US Secretary of State Hillary Rodham Clinton disembarks from her plane upon her arrival in Athens, as she continues her regional diplomatic tour, Saturday, July 16, 2011.

US Secretary of State Hillary Rodham Clinton disembarks from her plane upon her arrival in Athens, as she continues her regional diplomatic tour, Saturday, July 16, 2011.

U.S. Secretary of State Hillary Clinton has begun a visit to Greece after telling officials in Turkey she wants to see an early solution to the Cyprus dispute. Clinton’s talks with Greek officials will also cover that country’s economic crisis.

U.N.-sponsored peace talks between the Greek and Turkish authorities on Cyprus have been underway since 2008 with little visible success.

But Clinton, as she ended a two-day visit to Istanbul said she supported Turkish calls for a resolution of the long-running conflict by 2012, when Cyprus is due to take over the European Union presidency for the first time.

"We don’t think the status quo on Cyprus benefits anyone. It’s gone on for far too long. We believe both sides would benefit from a settlement. And we strongly support the renewed, re-energized effort that the United Nations is leading, and that the Cypriots themselves are responsible for, because ultimately they’re the ones who are going to have to make the hard decisions about how to resolve all of the outstanding issues," she said.

Turkey has threatened to freeze relations with the E.U. if Cypus assumed the presidency without a settlement of the dispute.

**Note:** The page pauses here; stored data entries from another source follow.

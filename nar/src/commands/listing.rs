use std::path::Path;

use nar_format::list_nar;

use super::{canon_path, index_file};
use crate::error::{Error, Result};

pub fn run(nar: &Path, path: &str, shallow: bool) -> Result<()> {
    let index = index_file(nar)?;
    let path = canon_path(path)?;

    let listing = list_nar(&index, &path, !shallow).map_err(|e| Error::access(&path, e))?;
    let text = serde_json::to_string_pretty(&listing)
        .map_err(|e| Error::WriteOutput { source: e.into() })?;
    println!("{}", text);

    Ok(())
}
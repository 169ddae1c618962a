use std::path::PathBuf;

use nar_format::path::IntoCanonPathError;

pub type Result<T> = std::result::Result<T, Error>;

#[derive(Debug, thiserror::Error)]
pub enum Error {
    #[error("Cannot handle path `{path}`")]
    InvalidPath {
        path: String,
        #[source]
        source: IntoCanonPathError,
    },

    #[error("Cannot open NAR `{}`", .path.display())]
    OpenArchive {
        path: PathBuf,
        #[source]
        source: nar_format::OpenError,
    },

    #[error("Cannot index NAR `{}`", .path.display())]
    IndexArchive {
        path: PathBuf,
        #[source]
        source: nar_format::IndexError,
    },

    #[error("Cannot open file `{}`", .path.display())]
    OpenFile {
        path: PathBuf,
        #[source]
        source: std::io::Error,
    },

    #[error("Cannot load listing `{}`", .path.display())]
    LoadListing {
        path: PathBuf,
        #[source]
        source: nar_format::ListingError,
    },

    #[error("Cannot access `{path}`")]
    Access {
        path: String,
        #[source]
        source: nar_format::AccessError,
    },

    #[error("Cannot write output")]
    WriteOutput {
        #[source]
        source: std::io::Error,
    },
}

impl Error {
    pub fn access(path: &nar_format::CanonPath, source: nar_format::AccessError) -> Error {
        Error::Access {
            path: path.to_string(),
            source,
        }
    }
}
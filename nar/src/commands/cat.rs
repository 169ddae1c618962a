use std::fs::{File, OpenOptions};
use std::io::{Read, Seek, SeekFrom, Write};
use std::path::Path;

use nar_format::{FetchError, NarAccessor};

use super::canon_path;
use crate::error::{Error, Result};

pub fn run(nar: &Path, path: &str, listing: Option<&Path>) -> Result<()> {
    let accessor = match listing {
        Some(listing) => open_lazy(nar, listing)?,
        None => NarAccessor::open(nar).map_err(|source| Error::OpenArchive {
            path: nar.to_path_buf(),
            source,
        })?,
    };
    let path = canon_path(path)?;

    let data = accessor
        .read_file(&path)
        .map_err(|e| Error::access(&path, e))?;

    let stdout = std::io::stdout();
    let mut out = stdout.lock();
    out.write_all(&data)
        .and_then(|_| out.flush())
        .map_err(|source| Error::WriteOutput { source })
}

/// Builds the accessor from a JSON listing and reads each file's byte range
/// straight out of the NAR when it is asked for.
fn open_lazy(nar: &Path, listing: &Path) -> Result<NarAccessor> {
    let mut text = String::new();
    File::open(listing)
        .and_then(|mut f| f.read_to_string(&mut text))
        .map_err(|source| Error::OpenFile {
            path: listing.to_path_buf(),
            source,
        })?;

    let nar = nar.to_path_buf();
    NarAccessor::from_listing(&text, move |offset, length| read_range(&nar, offset, length))
        .map_err(|source| Error::LoadListing {
            path: listing.to_path_buf(),
            source,
        })
}

fn read_range(nar: &Path, offset: u64, length: u64) -> std::result::Result<Vec<u8>, FetchError> {
    tracing::debug!(offset, length, "reading byte range from {}", nar.display());

    let mut file = OpenOptions::new().read(true).open(nar)?;
    file.seek(SeekFrom::Start(offset))?;

    let mut buf = Vec::with_capacity(length as usize);
    file.take(length).read_to_end(&mut buf)?;
    if buf.len() as u64 != length {
        return Err(format!(
            "NAR ends after {} of {} bytes at offset {}",
            buf.len(),
            length,
            offset
        )
        .into());
    }

    Ok(buf)
}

Clinton said the United States wants to see a bi-zonal, bi-communal federation on the island and “would like to see it as soon as possible.”

Cyprus has been divided along ethnic lines since 1974 when Turkish troops occupied the northern third of the island in response to a coup in Nicosia aimed at union with Greece.

The last major push for a settlement foundered in 2004 when a U.N. backed referendum on a bi-zonal federation was voted down by Greek Cypriots.

A senior official traveling with Clinton said the Greek economic crisis would dominate her meetings in Athens and that Clinton would press both in public and private for support for Prime Minister George Papandreou’s austerity program, aimed at securing additional European and international rescue loans.

Before leaving Istanbul Saturday, Clinton told young Turks at a televised coffee shop dialogue that she was troubled by Turkey’s arrest of dozens of journalists and said it was “inconsistent” with the economic and political progress the country has been making.

Media watchdog groups say about 60 reporters are jailed, many working for leftist or Kurdish publications. The Secretary also noted the issue at a closing press event with Turkish Foreign Minister Ahmet Davutoglu.

“Turkey’s upcoming constitutional reform process present an opportunity to address concerns about recent restrictions that I heard about today from young Turks, about the freedom of expression and religion, to bolster protections for minority rights, and to advance the prospects for (Turkish) E.U. membership, which we who wholly and enthusiastically support," she said.

Clinton paid a high-profile call on Istanbul-based Orthodox Christian Ecumenical Patriarch Bartholomew, who has complained of church seizures and other harassment by Turkish authorities.

In her public remarks with Foreign Minister Davutoglu, Clinton urged the reopening of the Halki Seminary, an Eastern Orthodox theological school that was shut down by Turkish authorities in 1971.